The market gained a little ground today, but that small gain resulted in yet another lifetime high.
I have a very good friend of mine that firmly believes that all markets revert to their mean. As such, this professional trader has been betting on a massive correction for what seems to be, forever. I don't dare ask him how much he has lost by ignoring the charts and betting on his 'reversion-to-the-mean' strategy. I don't want to know and I don't think he'd take too kindly to me asking him. I suppose, if his money holds out and his margin call never comes that someday, he will be right. But, think about all the money he has lost by ignoring so many strong indications of why this market is in a bull trend that may last a long, long time.
Quote worth Quoting Again
"I've missed more than 9000 shots in my career. I've lost almost 300 games. 26 times, I've been trusted to take the game winning shot and missed. I've failed over and over and over again in my life. And that is why I succeed."…
Having just made the "long, long time" comment, I am sure he is snickering at my comments and grumbling to himself, "Poor Mike… he's going to be so wrong one of these days soon!!"
And that's why I am a long-time investor, one-week-at-a-time. The market 'could' reverse this week and head lower for the next 3 years… but, I doubt it. The market 'could' crash 30% lower at any moment… but, I doubt it. The market could continue to move higher in a straight line for the next several years, too… but, I doubt it.
You see… I am long in the market until it is no longer smart to be long the market. Then, I'll be short in the market (via inverse ETFs) until it is no longer prudent or smart to be short the market.
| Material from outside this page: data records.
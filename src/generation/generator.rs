//! Companion generator: runs the three prompts for each roster entity and collects outcomes.
//! Entities are processed strictly in roster order; a failed entity yields no record.

use crate::catalog::CategoryCatalog;
use crate::config::OwnerConfig;
use crate::error::GenerationError;
use crate::generation::record::CompanionRecord;
use crate::prompt::PromptKind;
use crate::provider::{ChatMessage, CompletionOptions, ModelProviderClient};
use crate::roster::EntityDescriptor;
use chrono::Local;
use serde::{Deserialize, Serialize};
use tracing::{error, info};

/// How the three prompts of a single entity are dispatched.
#[derive(Debug, Clone, Copy, Default, PartialEq, Eq, Serialize, Deserialize)]
#[serde(rename_all = "snake_case")]
pub enum PromptDispatch {
    /// Description, then instructions, then seed.
    #[default]
    Sequential,
    /// All three in flight together; the first failure abandons the entity.
    Concurrent,
}

/// The generated text for one entity, trimmed.
#[derive(Debug, Clone, PartialEq, Eq)]
pub struct GeneratedFields {
    pub description: String,
    pub instructions: String,
    pub seed: String,
}

/// Result of generating one entity.
#[derive(Debug)]
pub enum GenerationOutcome {
    Generated(CompanionRecord),
    Failed(GenerationError),
}

/// Why an entity was skipped.
#[derive(Debug, Clone, PartialEq, Eq, Serialize, Deserialize)]
pub struct GenerationFailure {
    pub entity: String,
    pub stage: PromptKind,
    pub message: String,
}

impl From<&GenerationError> for GenerationFailure {
    fn from(err: &GenerationError) -> Self {
        Self {
            entity: err.entity.clone(),
            stage: err.stage,
            message: err.source.to_string(),
        }
    }
}

/// Records in roster order plus the entities that were skipped.
#[derive(Debug, Clone, Default)]
pub struct GenerationReport {
    pub records: Vec<CompanionRecord>,
    pub failures: Vec<GenerationFailure>,
}

impl GenerationReport {
    pub fn total_generated(&self) -> usize {
        self.records.len()
    }

    pub fn total_failed(&self) -> usize {
        self.failures.len()
    }

    fn push(&mut self, outcome: GenerationOutcome) {
        match outcome {
            GenerationOutcome::Generated(record) => self.records.push(record),
            GenerationOutcome::Failed(err) => self.failures.push(GenerationFailure::from(&err)),
        }
    }
}

/// Generates companion records against a single provider client.
pub struct CompanionGenerator<'a> {
    client: &'a dyn ModelProviderClient,
    catalog: &'a CategoryCatalog,
    owner: &'a OwnerConfig,
    options: CompletionOptions,
    dispatch: PromptDispatch,
}

impl<'a> CompanionGenerator<'a> {
    pub fn new(
        client: &'a dyn ModelProviderClient,
        catalog: &'a CategoryCatalog,
        owner: &'a OwnerConfig,
    ) -> Self {
        Self {
            client,
            catalog,
            owner,
            options: CompletionOptions::default(),
            dispatch: PromptDispatch::default(),
        }
    }

    pub fn with_options(mut self, options: CompletionOptions) -> Self {
        self.options = options;
        self
    }

    pub fn with_dispatch(mut self, dispatch: PromptDispatch) -> Self {
        self.dispatch = dispatch;
        self
    }

    /// Generate every entity in order. Failures are logged and omitted from the records.
    pub async fn generate_all(&self, roster: &[EntityDescriptor]) -> GenerationReport {
        let mut report = GenerationReport::default();
        for entity in roster {
            report.push(self.generate_outcome(entity).await);
        }
        info!(
            generated = report.total_generated(),
            failed = report.total_failed(),
            "Companion generation finished"
        );
        report
    }

    /// Generate one entity, folding any failure into the outcome.
    pub async fn generate_outcome(&self, entity: &EntityDescriptor) -> GenerationOutcome {
        match self.generate_one(entity).await {
            Ok(record) => GenerationOutcome::Generated(record),
            Err(err) => {
                error!(
                    entity = %err.entity,
                    stage = %err.stage,
                    error = %err.source,
                    "Error generating companion"
                );
                GenerationOutcome::Failed(err)
            }
        }
    }

    /// Generate one entity. Any prompt failure abandons the whole entity.
    pub async fn generate_one(
        &self,
        entity: &EntityDescriptor,
    ) -> Result<CompanionRecord, GenerationError> {
        info!(entity = %entity.name, "Generating companion");

        let fields = match self.dispatch {
            PromptDispatch::Sequential => GeneratedFields {
                description: self.complete_prompt(entity, PromptKind::Description).await?,
                instructions: self.complete_prompt(entity, PromptKind::Instructions).await?,
                seed: self.complete_prompt(entity, PromptKind::Seed).await?,
            },
            PromptDispatch::Concurrent => {
                let (description, instructions, seed) = futures::try_join!(
                    self.complete_prompt(entity, PromptKind::Description),
                    self.complete_prompt(entity, PromptKind::Instructions),
                    self.complete_prompt(entity, PromptKind::Seed),
                )?;
                GeneratedFields {
                    description,
                    instructions,
                    seed,
                }
            }
        };

        let category_id = self.catalog.resolve(&entity.category).map(str::to_string);
        if category_id.is_none() {
            info!(
                entity = %entity.name,
                category = %entity.category,
                "Category not found; categoryId will be null"
            );
        }

        Ok(CompanionRecord::assemble(
            entity,
            self.owner,
            fields,
            category_id,
            Local::now(),
        ))
    }

    async fn complete_prompt(
        &self,
        entity: &EntityDescriptor,
        kind: PromptKind,
    ) -> Result<String, GenerationError> {
        info!(entity = %entity.name, stage = %kind, "Generating {}", kind);
        let messages = vec![ChatMessage::user(kind.render(&entity.name))];
        let response = self
            .client
            .complete(messages, self.options.clone())
            .await
            .map_err(|source| GenerationError {
                entity: entity.name.clone(),
                stage: kind,
                source,
            })?;
        info!(entity = %entity.name, stage = %kind, "Generated {}", kind);
        Ok(response.content.trim().to_string())
    }
}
The key, of course, is to know when to change direction. Fortunately, I don't depend on my good friend's sage advice and I don't depend on any special insight or genius. No… I depend on my computer programs that don't care what anyone thinks about what the market will do. When the market rolls over, as it surely will some day in the future (could be tomorrow), my analysis algorithms will show me the new trend and that it is time to switch from bullish to bearish. I suspect this change will not occur overnight (or tomorrow, for that matter).
Near-Term Market Outlook…
The theme remains the same… 'The market is more likely to move higher than lower until the Fed changes its monetary policy… period.'
The number of inverse ETFs jumped higher this past week from about 12% of the total number of inverse ETFs to about 21%. The bulk of these equities are concentrated in the VIX and hard commodities (gold and silver). There are no broad market inverse ETFs with a buy rating at this time.
I like to keep an eye on the number and type of buy-rated inverse ETFs to try to detect any early warning signs of a market roll-over. At this point, as stated at the top of this section, I believe the market is firmly entrenched in Fed-Speak and Fed-Action.
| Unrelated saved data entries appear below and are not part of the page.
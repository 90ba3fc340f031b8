//! Workspace config file source: config/config.toml and config/{env}.toml

use config::builder::DefaultState;
use config::ConfigBuilder;
use config::ConfigError;
use config::File;
use std::path::Path;

/// Selects the environment-specific workspace file.
pub const ENV_NAME_VAR: &str = "COMPANION_SEED_ENV";

/// Add workspace config files to builder.
/// Precedence: config/config.toml (base) then config/{COMPANION_SEED_ENV}.toml (env-specific).
pub fn add_to_builder(
    builder: ConfigBuilder<DefaultState>,
    workspace_root: &Path,
) -> Result<ConfigBuilder<DefaultState>, ConfigError> {
    let config_dir = workspace_root.join("config");
    let env_name = std::env::var(ENV_NAME_VAR).unwrap_or_else(|_| "development".to_string());

    let mut builder = builder;

    let base_config_path = config_dir.join("config.toml");
    if base_config_path.exists() {
        builder = builder.add_source(File::from(base_config_path).required(false));
    }

    let env_config_path = config_dir.join(format!("{}.toml", env_name));
    if env_config_path.exists() {
        builder = builder.add_source(File::from(env_config_path).required(false));
    }

    Ok(builder)
}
I do believe the market pays 'some' attention to real fundamentals, but until the Fed and other global central banks exit the dramatic influx of a faux money supply into financial institutions, the markets will continue to look for ways to move higher… not lower.
It is important to not get lulled into a false sense of security, though. I am a long-term investor, one-week-at-a-time. This means I never trust the market to continue doing what it has been doing. I always hope for the best but am ready to switch horses as soon as I see confirmation of a change in market trend. Right now, the market wants to be bullish and the Fed is supporting that desire. But, a 2008 or worse event is becoming more and more likely with every passing day of the out-of-control growth of federal debt. Even though this bull market could continue for years, the Sabinal One portfolio utilizes a long/short strategy. This means we will be doing our best to capitalize on a Fed-rigged upward inflationary spiral in the stock market… always with an eye on the exit where we shift from holding mostly long-only, bullish trades to long-only, bearish trades via inverse ETFs.
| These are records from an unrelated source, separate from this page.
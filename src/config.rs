//! Configuration System
//!
//! Layered configuration for a seeding run: built-in defaults, the global config file,
//! workspace config files, then `COMPANION_SEED_*` environment variables. Credentials and
//! owner identity are only ever supplied here, never compiled in.

use crate::generation::PromptDispatch;
use crate::logging::LoggingConfig;
use serde::{Deserialize, Serialize};
use std::path::{Path, PathBuf};

pub use crate::provider::{ProviderConfig, ProviderType};

mod facade;
mod merge;
mod sources;

pub use facade::ConfigLoader;

/// Prefix for environment overrides, e.g. `COMPANION_SEED_PROVIDER__API_KEY`.
pub const ENV_PREFIX: &str = "COMPANION_SEED";

/// Root configuration structure
#[derive(Debug, Clone, Default, Serialize, Deserialize)]
pub struct SeedConfig {
    /// Chat-completion provider
    #[serde(default)]
    pub provider: ProviderConfig,

    /// Owner stamped onto every generated record
    #[serde(default)]
    pub owner: OwnerConfig,

    /// Input and output file locations
    #[serde(default)]
    pub paths: PathsConfig,

    /// Generation behavior
    #[serde(default)]
    pub generation: GenerationConfig,

    /// Logging configuration
    #[serde(default)]
    pub logging: LoggingConfig,
}

/// Owner fields copied into `userId`, `userName` and `src`.
#[derive(Debug, Clone, Default, PartialEq, Eq, Serialize, Deserialize)]
pub struct OwnerConfig {
    #[serde(default)]
    pub id: String,
    #[serde(default)]
    pub name: String,
    /// Avatar source; empty by default
    #[serde(default)]
    pub src: String,
}

/// File locations. Relative paths resolve against the workspace root.
#[derive(Debug, Clone, Serialize, Deserialize)]
pub struct PathsConfig {
    #[serde(default = "default_categories_path")]
    pub categories: PathBuf,

    /// Roster file; the built-in roster is used when unset
    #[serde(default, skip_serializing_if = "Option::is_none")]
    pub roster: Option<PathBuf>,

    #[serde(default = "default_output_path")]
    pub output: PathBuf,
}

fn default_categories_path() -> PathBuf {
    PathBuf::from("Category.json")
}

fn default_output_path() -> PathBuf {
    PathBuf::from("Generated_Companions.json")
}

impl Default for PathsConfig {
    fn default() -> Self {
        Self {
            categories: default_categories_path(),
            roster: None,
            output: default_output_path(),
        }
    }
}

/// Paths after resolution against a workspace root.
#[derive(Debug, Clone, PartialEq, Eq)]
pub struct ResolvedPaths {
    pub categories: PathBuf,
    pub roster: Option<PathBuf>,
    pub output: PathBuf,
}

impl PathsConfig {
    pub fn resolve(&self, workspace_root: &Path) -> ResolvedPaths {
        ResolvedPaths {
            categories: resolve_against(workspace_root, &self.categories),
            roster: self
                .roster
                .as_ref()
                .map(|roster| resolve_against(workspace_root, roster)),
            output: resolve_against(workspace_root, &self.output),
        }
    }
}

fn resolve_against(root: &Path, path: &Path) -> PathBuf {
    if path.is_absolute() {
        path.to_path_buf()
    } else {
        root.join(path)
    }
}

/// Generation behavior
#[derive(Debug, Clone, Default, Serialize, Deserialize)]
pub struct GenerationConfig {
    /// `sequential` (default) or `concurrent` dispatch of the three prompts
    #[serde(default)]
    pub dispatch: PromptDispatch,
}

/// Configuration validation errors
#[derive(Debug, Clone, PartialEq, Eq)]
pub enum ValidationError {
    Provider(String),
    Owner(String),
    Paths(String),
}

impl std::fmt::Display for ValidationError {
    fn fmt(&self, f: &mut std::fmt::Formatter<'_>) -> std::fmt::Result {
        match self {
            ValidationError::Provider(msg) => write!(f, "Provider: {}", msg),
            ValidationError::Owner(msg) => write!(f, "Owner: {}", msg),
            ValidationError::Paths(msg) => write!(f, "Paths: {}", msg),
        }
    }
}

impl std::error::Error for ValidationError {}

impl OwnerConfig {
    pub fn validate(&self) -> Result<(), String> {
        if self.id.trim().is_empty() {
            return Err("owner.id cannot be empty".to_string());
        }
        if self.name.trim().is_empty() {
            return Err("owner.name cannot be empty".to_string());
        }
        Ok(())
    }
}

impl PathsConfig {
    pub fn validate(&self) -> Result<(), String> {
        if self.categories.as_os_str().is_empty() {
            return Err("paths.categories cannot be empty".to_string());
        }
        if self.output.as_os_str().is_empty() {
            return Err("paths.output cannot be empty".to_string());
        }
        Ok(())
    }
}

impl SeedConfig {
    /// Validate everything a generation run needs.
    pub fn validate(&self) -> Result<(), Vec<ValidationError>> {
        let mut errors = Vec::new();

        if let Err(e) = self.provider.validate() {
            errors.push(ValidationError::Provider(e));
        }
        if let Err(e) = self.owner.validate() {
            errors.push(ValidationError::Owner(e));
        }
        if let Err(e) = self.paths.validate() {
            errors.push(ValidationError::Paths(e));
        }

        if errors.is_empty() {
            Ok(())
        } else {
            Err(errors)
        }
    }

    /// Copy with the API key masked, for display.
    pub fn redacted(&self) -> SeedConfig {
        let mut config = self.clone();
        if config.provider.api_key.is_some() {
            config.provider.api_key = Some("********".to_string());
        }
        config
    }
}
I heard a pitch the other day where the gentleman promoting his 'system' said, "Making money in the stock market is easy!" Unfortunately, the opposite is even more true, "Losing money in the stock market is easy!"
What all of us want is really pretty simple…
- We want more winning trades than losing trades, and
- We want our winning trades to be much larger than our losing trades.
Of course, these two simple desires (yes, I realize there are many far more important goals we all should want in our lives, but I'm strictly speaking about the stock market in this case) are the true definition of a successful stock market trader.
I could add nuances that include levels of risk and rates of return and time-value-of-money and a dozen or more other esoteric and not-so-esoteric components of a truly successful trader. But, if you don't achieve the two simple components noted above, the rest is just so much hot air.
In my Signal Investor portfolio so far this year, we have +64.37% winning trades and the average winning trade is more than twice the size of the average losing trade. The S&P 500 is up a very nice +26.80% so far this year. The Signal Investor portfolio is up +40.26%… 50% better than the market!
Making that kind of return has not been "easy", but it has been quite straightforward. I have rules for every market condition and those rules have made the trades that have generated a return of 50% better than the market.
It is important to have a well thought out trading strategy and a rule for all market conditions. Having robust analysis tools is a critical component to that kind of success, as well.